--- ENTRIES PROVIDED ---

use crate::error::Result;
use serde_json::Value;

/// Trait for handling webhook events
///
/// A handler either produces the response for the delivery (`Ok(Some(_))`),
/// which stops dispatch for that event, or declines (`Ok(None)`) and lets the
/// next registered handler run. Errors are returned to the caller untouched.
///
/// Plain functions and closures with the matching signature implement this
/// trait automatically.
///
/// # Example
///
/// ```rust
/// use hubhook::Result;
/// use hubhook::webhooks::{HandlerRegistry, WebhookHandler};
/// use serde_json::{Value, json};
///
/// struct PushLogger;
///
/// impl WebhookHandler for PushLogger {
///     fn handle(&self, payload: &Value) -> Result<Option<Value>> {
///         tracing::info!(git_ref = ?payload.get("ref"), "push received");
///         Ok(None)
///     }
/// }
///
/// fn on_ping(_: &Value) -> Result<Option<Value>> {
///     Ok(Some(json!({"pong": true})))
/// }
///
/// let mut registry = HandlerRegistry::new();
/// registry.register("push", PushLogger);
/// registry.register("ping", on_ping);
/// ```
pub trait WebhookHandler: Send + Sync {
    /// Handle the payload of a verified delivery
    fn handle(&self, payload: &Value) -> Result<Option<Value>>;

    /// Name used in logs
    fn name(&self) -> &str {
        std::any::type_name::<Self>()
    }
}

impl<F> WebhookHandler for F
where
    F: Fn(&Value) -> Result<Option<Value>> + Send + Sync,
{
    fn handle(&self, payload: &Value) -> Result<Option<Value>> {
        self(payload)
    }
}
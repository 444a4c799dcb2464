use axum::http::HeaderMap;
use serde_json::Value;

/// Header naming the event type
pub const EVENT_HEADER: &str = "x-github-event";

/// Header carrying GitHub's unique id for a delivery
pub const DELIVERY_HEADER: &str = "x-github-delivery";

/// Event name assumed when the delivery carries no event header.
///
/// GitHub's connectivity test is the only delivery observed without one.
pub const DEFAULT_EVENT: &str = "ping";

/// A verified webhook delivery, ready for dispatch
#[derive(Debug, Clone, PartialEq)]
pub struct WebhookEvent {
    name: String,
    delivery_id: Option<String>,
    payload: Value,
}

impl WebhookEvent {
    pub fn new(name: Option<&str>, payload: Value) -> Self {
        Self {
            name: name.unwrap_or(DEFAULT_EVENT).to_string(),
            delivery_id: None,
            payload,
        }
    }

    /// Build an event from the request headers and an already-verified payload
    ///
    /// Only an absent event header means `"ping"`. A present one that is not
    /// valid UTF-8 is decoded lossily, so it matches no registered name.
    pub fn from_headers(headers: &HeaderMap, payload: Value) -> Self {
        let name = headers
            .get(EVENT_HEADER)
            .map(|v| String::from_utf8_lossy(v.as_bytes()));

        let mut event = Self::new(name.as_deref(), payload);
        event.delivery_id = header_str(headers, DELIVERY_HEADER).map(str::to_string);
        event
    }

    pub fn with_delivery_id(mut self, delivery_id: impl Into<String>) -> Self {
        self.delivery_id = Some(delivery_id.into());
        self
    }

    pub fn name(&self) -> &str {
        &self.name
    }

    pub fn delivery_id(&self) -> Option<&str> {
        self.delivery_id.as_deref()
    }

    pub fn payload(&self) -> &Value {
        &self.payload
    }

    pub fn into_payload(self) -> Value {
        self.payload
    }
}

/// Read a header as a string, treating non-UTF-8 values as absent
fn header_str<'a>(headers: &'a HeaderMap, name: &str) -> Option<&'a str> {
    headers.get(name).and_then(|v| v.to_str().ok())
}

#[cfg(test)]
mod tests {
    use super::*;
    use axum::http::HeaderValue;
    use serde_json::json;

    #[test]
    fn test_absent_name_defaults_to_ping() {
        let event = WebhookEvent::new(None, json!({}));
        assert_eq!(event.name(), "ping");
    }

    #[test]
    fn test_from_headers() {
        let mut headers = HeaderMap::new();
        headers.insert("X-GitHub-Event", HeaderValue::from_static("push"));
        headers.insert(
            "X-GitHub-Delivery",
            HeaderValue::from_static("72d3162e-cc78-11e3-81ab-4c9367dc0958"),
        );

        let event = WebhookEvent::from_headers(&headers, json!({"ref": "refs/heads/main"}));
        assert_eq!(event.name(), "push");
        assert_eq!(event.delivery_id(), Some("72d3162e-cc78-11e3-81ab-4c9367dc0958"));
        assert_eq!(event.payload()["ref"], "refs/heads/main");
    }

    #[test]
    fn test_from_headers_without_event_header() {
        let event = WebhookEvent::from_headers(&HeaderMap::new(), json!({"zen": "test"}));
        assert_eq!(event.name(), DEFAULT_EVENT);
        assert_eq!(event.delivery_id(), None);
    }

    #[test]
    fn test_non_utf8_event_header_does_not_become_ping() {
        let mut headers = HeaderMap::new();
        headers.insert("X-GitHub-Event", HeaderValue::from_bytes(b"pu\xffsh").unwrap());

        let event = WebhookEvent::from_headers(&headers, json!({}));
        assert_ne!(event.name(), DEFAULT_EVENT);
        assert_eq!(event.name(), "pu\u{FFFD}sh");
    }

    #[test]
    fn test_empty_event_header_is_kept_verbatim() {
        let mut headers = HeaderMap::new();
        headers.insert("X-GitHub-Event", HeaderValue::from_static(""));

        let event = WebhookEvent::from_headers(&headers, Value::Null);
        assert_eq!(event.name(), "");
    }
}
//! hubhook - signed GitHub webhook ingress for Axum
//!
//! Every delivery goes through two stages:
//!
//! - **Verification**: the raw body is checked against the `X-Hub-Signature`
//!   header with HMAC-SHA1 and a constant-time comparison.
//! - **Dispatch**: handlers registered for the `X-GitHub-Event` name run in
//!   registration order until one of them returns a response; otherwise the
//!   delivery is acknowledged with `{"status": "OK"}`.
//!
//! # Quick Start
//!
//! ```rust,no_run
//! use hubhook::{App, AppContext, ConfigBuilder, Result};
//! use hubhook::webhooks::{HandlerRegistry, WebhookModule};
//! use serde_json::{Value, json};
//!
//! fn on_ping(_: &Value) -> Result<Option<Value>> {
//!     Ok(Some(json!({"pong": true})))
//! }
//!
//! #[tokio::main]
//! async fn main() -> anyhow::Result<()> {
//!     hubhook::init_tracing();
//!
//!     let config = ConfigBuilder::new().from_env().build()?;
//!
//!     let registry = HandlerRegistry::new().with_handler("ping", on_ping);
//!     let context = AppContext::builder()
//!         .from_config(&config)?
//!         .with_registry(registry)
//!         .build();
//!
//!     App::builder()
//!         .register_module(WebhookModule::new(config.webhook.path.clone()))
//!         .with_config(config)
//!         .with_context(context)
//!         .build()
//!         .serve()
//!         .await?;
//!
//!     Ok(())
//! }
//! ```

mod app;
pub mod config;
mod core;
mod error;
pub mod health;
pub mod http;
pub mod testing;
pub mod utils;
pub mod webhooks;

pub use app::{AppContext, AppContextBuilder};
pub use config::{Config, ConfigBuilder, LoggingConfig, ServerConfig, WebhookConfig};
pub use crate::core::{App, AppBuilder};
pub use error::{ErrorResponse, HubhookError, Result};
pub use health::{ComponentHealth, HealthResponse, HealthStatus};
pub use http::RouteModule;

use tracing_subscriber::{EnvFilter, layer::SubscriberExt, util::SubscriberInitExt};

/// Initialize tracing/logging with sensible defaults
///
/// # Environment Variables
///
/// - `RUST_LOG`: Set log level (e.g., "info", "debug", "hubhook=debug")
/// - `HUBHOOK_LOG_JSON`: Set to "true" for JSON formatted logs
pub fn init_tracing() {
    let env_filter = EnvFilter::try_from_default_env().unwrap_or_else(|_| EnvFilter::new("info"));

    let json_logs = utils::get_env_with_prefix("LOG_JSON")
        .and_then(|v| utils::parse_bool(&v))
        .unwrap_or(false);

    install_subscriber(env_filter, json_logs);
}

/// Initialize tracing from the logging section of a [`Config`]
pub fn init_tracing_with_config(config: &Config) {
    install_subscriber(EnvFilter::new(&config.logging.level), config.logging.json);
}

fn install_subscriber(env_filter: EnvFilter, json: bool) {
    if json {
        tracing_subscriber::registry()
            .with(env_filter)
            .with(tracing_subscriber::fmt::layer().json())
            .init();
    } else {
        tracing_subscriber::registry()
            .with(env_filter)
            .with(tracing_subscriber::fmt::layer())
            .init();
    }
}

---

DESCRIPTION OF THE TASK:
When a line of the records holds the word "struct", copy that line.

RESPONSE TO THIS EXERCISE:
/// struct PushLogger;
pub struct WebhookEvent {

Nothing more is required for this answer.